A bit more about network firewalls.

Scott M. writes regarding Zone Alarm, "First, firewall algorithms, like other security code, need to be perpetually updated. So where does that leave a user who bought a free product just before it was removed from marketing? If Checkpoint takes this tack, it won't support the free version forever."

I agree, somewhat. Firewalls aren't virus scanners; they don't need to be constantly updated with new signatures. Ideally a firewall will close all unused ports on the system and not allow incoming connections. But most firewall software is probably not this paranoid -- I have no personal experience with Zone Alarm -- and popular packages may themselves be subjected to attack. So yes, keeping up to date is a good idea, and something you'll want to think about when you install software.

(I've been using the same "firewall software" -- ipchains -- for almost three years. Occasionally I have to modify the packet filtering rules; recently I blocked all responses to "ping." But ipchains allows changing its rules, and I know enough to write them.)

"Second, all else equal, a firewall running as a program on the machine that it protects has intrinsic vulnerabilities that do not exist on a firewall implemented on a separate piece of hardware. ... I am in the process of evaluating an SMC Barricade router/firewall device that claims to do stateful packet inspection and is priced at <$50. It is one of many similar products in this price class. An added benefit is that if a DSL or cable-modem user decides to serve multiple home computers with one connection, a single device can protect the entire LAN."

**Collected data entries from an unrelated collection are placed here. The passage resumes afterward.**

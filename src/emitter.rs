/*!
 * Exception Emitter
 *
 * Terminal operation of a frame chain: builds one more guard at the requested
 * site and raises the requested kind of exception. Never returns.
 */

use crate::core::guard::HostedGuard;
use crate::core::limits::TERMINAL_GUARD_TAG;
use crate::core::types::{AllocationSite, ExceptionKind};
use crate::exceptions::structured::message_information;
use crate::exceptions::{
    raise_exception, ExceptionFlags, HostedException, NativeException, Throwable,
};
use crate::hosted::HostedHeap;
use tracing::debug;

/// Raise `kind` with a terminal guard at `site`
pub fn raise(kind: ExceptionKind, site: AllocationSite, message: &str, error_code: u32) -> ! {
    match site {
        AllocationSite::Stack => raise_from_stack(kind, message, error_code),
        AllocationSite::Heap => raise_from_heap(kind, message, error_code),
    }
}

/// Raise with a stack-scoped terminal guard, disposed while unwinding
#[inline(never)]
pub fn raise_from_stack(kind: ExceptionKind, message: &str, error_code: u32) -> ! {
    let _guard = HostedGuard::scoped(&HostedHeap::current(), TERMINAL_GUARD_TAG);
    throw(kind, message, error_code)
}

/// Raise with a heap-scoped terminal guard, left to the collector
#[inline(never)]
pub fn raise_from_heap(kind: ExceptionKind, message: &str, error_code: u32) -> ! {
    let _guard = HostedGuard::collected(&HostedHeap::current(), TERMINAL_GUARD_TAG);
    throw(kind, message, error_code)
}

#[inline(never)]
fn throw(kind: ExceptionKind, message: &str, error_code: u32) -> ! {
    debug!(%kind, "raising");
    match kind {
        ExceptionKind::Hosted => HostedException::new(message).throw(),
        ExceptionKind::Native => NativeException::new(message).throw(),
        ExceptionKind::Structured => {
            // Filters read this through the information words; it must stay
            // in this frame until the search phase is over.
            let message = message.to_owned();
            let information = message_information(&message);
            raise_exception(error_code, ExceptionFlags::NONE, &information)
        }
    }
}
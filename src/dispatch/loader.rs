/*!
 * Module Loader
 *
 * Resolves a module by relative path and binds its exports by name into a
 * typed dispatch table. Resolution failures are setup errors, never runtime
 * ones.
 */

use super::abi::{
    BuildFrameFn, RaiseFn, Symbol, BUILD_HOSTED_FRAME, BUILD_NATIVE_FRAME, RAISE_FROM_HEAP,
    RAISE_FROM_STACK,
};
use super::exports;
use crate::core::errors::{SetupError, SetupResult};
use crate::core::limits::BUILTIN_MODULE_PATH;
use crate::core::types::{AllocationSite, ExceptionKind, ExecutionContext};
use crate::frames::{FrameBuilder, FrameCallback};
use ahash::HashMap;
use path_clean::clean;
use std::ffi::CStr;
use std::fmt;
use std::path::{Path, PathBuf};
use std::sync::Arc;
use tracing::{debug, info};

/// A loaded module that can be asked for symbols by name
pub trait SymbolSource: Send + Sync {
    fn name(&self) -> &str;

    fn lookup(&self, symbol: &str) -> Option<Symbol>;
}

/// Module backed by an in-process export table
#[derive(Clone)]
pub struct ExportTable {
    name: String,
    symbols: HashMap<String, Symbol>,
}

impl ExportTable {
    pub fn new(name: impl Into<String>) -> Self {
        Self {
            name: name.into(),
            symbols: HashMap::default(),
        }
    }

    /// The frame module shipped with the harness
    pub fn builtin() -> Self {
        Self::new("unwind-frames")
            .export(
                RAISE_FROM_STACK,
                Symbol::Raise(exports::unwind_raise_from_stack as RaiseFn),
            )
            .export(
                RAISE_FROM_HEAP,
                Symbol::Raise(exports::unwind_raise_from_heap as RaiseFn),
            )
            .export(
                BUILD_NATIVE_FRAME,
                Symbol::BuildFrame(exports::unwind_build_native_frame as BuildFrameFn),
            )
            .export(
                BUILD_HOSTED_FRAME,
                Symbol::BuildFrame(exports::unwind_build_hosted_frame as BuildFrameFn),
            )
    }

    pub fn export(mut self, name: impl Into<String>, symbol: Symbol) -> Self {
        self.symbols.insert(name.into(), symbol);
        self
    }

    pub fn without(mut self, name: &str) -> Self {
        self.symbols.remove(name);
        self
    }

    pub fn len(&self) -> usize {
        self.symbols.len()
    }

    pub fn is_empty(&self) -> bool {
        self.symbols.is_empty()
    }
}

impl SymbolSource for ExportTable {
    fn name(&self) -> &str {
        &self.name
    }

    fn lookup(&self, symbol: &str) -> Option<Symbol> {
        self.symbols.get(symbol).copied()
    }
}

/// Modules addressable by relative path
pub struct ModuleRegistry {
    modules: HashMap<PathBuf, Arc<dyn SymbolSource>>,
}

impl ModuleRegistry {
    pub fn new() -> Self {
        Self {
            modules: HashMap::default(),
        }
    }

    /// Registry holding the built-in frame module at its fixed path
    pub fn with_builtin() -> Self {
        let mut registry = Self::new();
        registry.register(BUILTIN_MODULE_PATH, ExportTable::builtin());
        registry
    }

    pub fn register<S>(&mut self, path: impl AsRef<Path>, module: S)
    where
        S: SymbolSource + 'static,
    {
        let path = clean(path.as_ref());
        debug!(path = %path.display(), module = module.name(), "registered module");
        self.modules.insert(path, Arc::new(module));
    }

    pub fn load(&self, path: impl AsRef<Path>) -> SetupResult<Arc<dyn SymbolSource>> {
        let path = clean(path.as_ref());
        self.modules
            .get(&path)
            .cloned()
            .ok_or(SetupError::ModuleNotFound { path })
    }
}

impl Default for ModuleRegistry {
    fn default() -> Self {
        Self::with_builtin()
    }
}

/// Typed handles to a module's four exports
#[derive(Clone)]
pub struct DispatchTable {
    module: String,
    raise_from_stack: RaiseFn,
    raise_from_heap: RaiseFn,
    build_native_frame: BuildFrameFn,
    build_hosted_frame: BuildFrameFn,
}

impl DispatchTable {
    /// Bind every export of `source`
    pub fn resolve(source: &dyn SymbolSource) -> SetupResult<Self> {
        let module = source.name().to_string();
        let table = Self {
            raise_from_stack: resolve_raise(source, RAISE_FROM_STACK)?,
            raise_from_heap: resolve_raise(source, RAISE_FROM_HEAP)?,
            build_native_frame: resolve_frame(source, BUILD_NATIVE_FRAME)?,
            build_hosted_frame: resolve_frame(source, BUILD_HOSTED_FRAME)?,
            module,
        };
        info!(module = %table.module, "resolved all module exports");
        Ok(table)
    }

    /// Load the module at `path` from `registry` and bind its exports
    pub fn load(registry: &ModuleRegistry, path: impl AsRef<Path>) -> SetupResult<Self> {
        let source = registry.load(path)?;
        Self::resolve(source.as_ref())
    }

    /// Table bound to the built-in module
    pub fn builtin() -> SetupResult<Self> {
        Self::resolve(&ExportTable::builtin())
    }

    pub fn module(&self) -> &str {
        &self.module
    }

    /// Call the raise export for `site`
    ///
    /// Returns only if the module failed to raise.
    pub fn raise(&self, site: AllocationSite, kind: ExceptionKind, message: &CStr, error_code: u32) {
        let func = match site {
            AllocationSite::Stack => self.raise_from_stack,
            AllocationSite::Heap => self.raise_from_heap,
        };
        // SAFETY: `message` is NUL-terminated and borrowed for the whole call.
        unsafe { func(kind, message.as_ptr(), error_code) }
    }
}

impl FrameBuilder for DispatchTable {
    fn build_frame(&self, context: ExecutionContext, depth: usize, callback: FrameCallback) {
        match context {
            ExecutionContext::Native => (self.build_native_frame)(depth, callback),
            ExecutionContext::Hosted => (self.build_hosted_frame)(depth, callback),
        }
    }
}

impl fmt::Debug for DispatchTable {
    fn fmt(&self, f: &mut fmt::Formatter<'_>) -> fmt::Result {
        f.debug_struct("DispatchTable")
            .field("module", &self.module)
            .finish_non_exhaustive()
    }
}

fn lookup(source: &dyn SymbolSource, symbol: &'static str) -> SetupResult<Symbol> {
    source.lookup(symbol).ok_or_else(|| SetupError::MissingSymbol {
        module: source.name().to_string(),
        symbol,
    })
}

fn resolve_raise(source: &dyn SymbolSource, symbol: &'static str) -> SetupResult<RaiseFn> {
    match lookup(source, symbol)? {
        Symbol::Raise(func) => Ok(func),
        Symbol::BuildFrame(_) => Err(SetupError::SignatureMismatch {
            module: source.name().to_string(),
            symbol,
        }),
    }
}

fn resolve_frame(source: &dyn SymbolSource, symbol: &'static str) -> SetupResult<BuildFrameFn> {
    match lookup(source, symbol)? {
        Symbol::BuildFrame(func) => Ok(func),
        Symbol::Raise(_) => Err(SetupError::SignatureMismatch {
            module: source.name().to_string(),
            symbol,
        }),
    }
}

Agreed, on all counts. We use a dedicated firewall computer running Linux -- I posted some information before about how to do this -- and it protects all our computers. A dedicated box you can buy will certainly be easier for most users to set up, and I'll be interested to hear reports on the SMC unit (or any others people may have tried).

"Third, when last I checked, Zone Alarm was only for Windows. While that cobbled-up product is arguably the most vulnerable OS, it would be dangerous to assume that the others need no protection. I really think that these devices are the best way to go for home users with a static connection."

Also true. Linux and Mac users should learn how to enable their OS firewalls...I'm happy to see that some Linux systems (e.g. Red Hat) are now making this part of the installation process. But while a dedicated firewall unit might be better than some add-on software, any firewall protection is better than no firewall protection. So if you can afford it, invest in a commercial product. If you're broke but technically adept, build a Linux firewall out of an old PC. All other Windows users, download what you can. Protect your computer.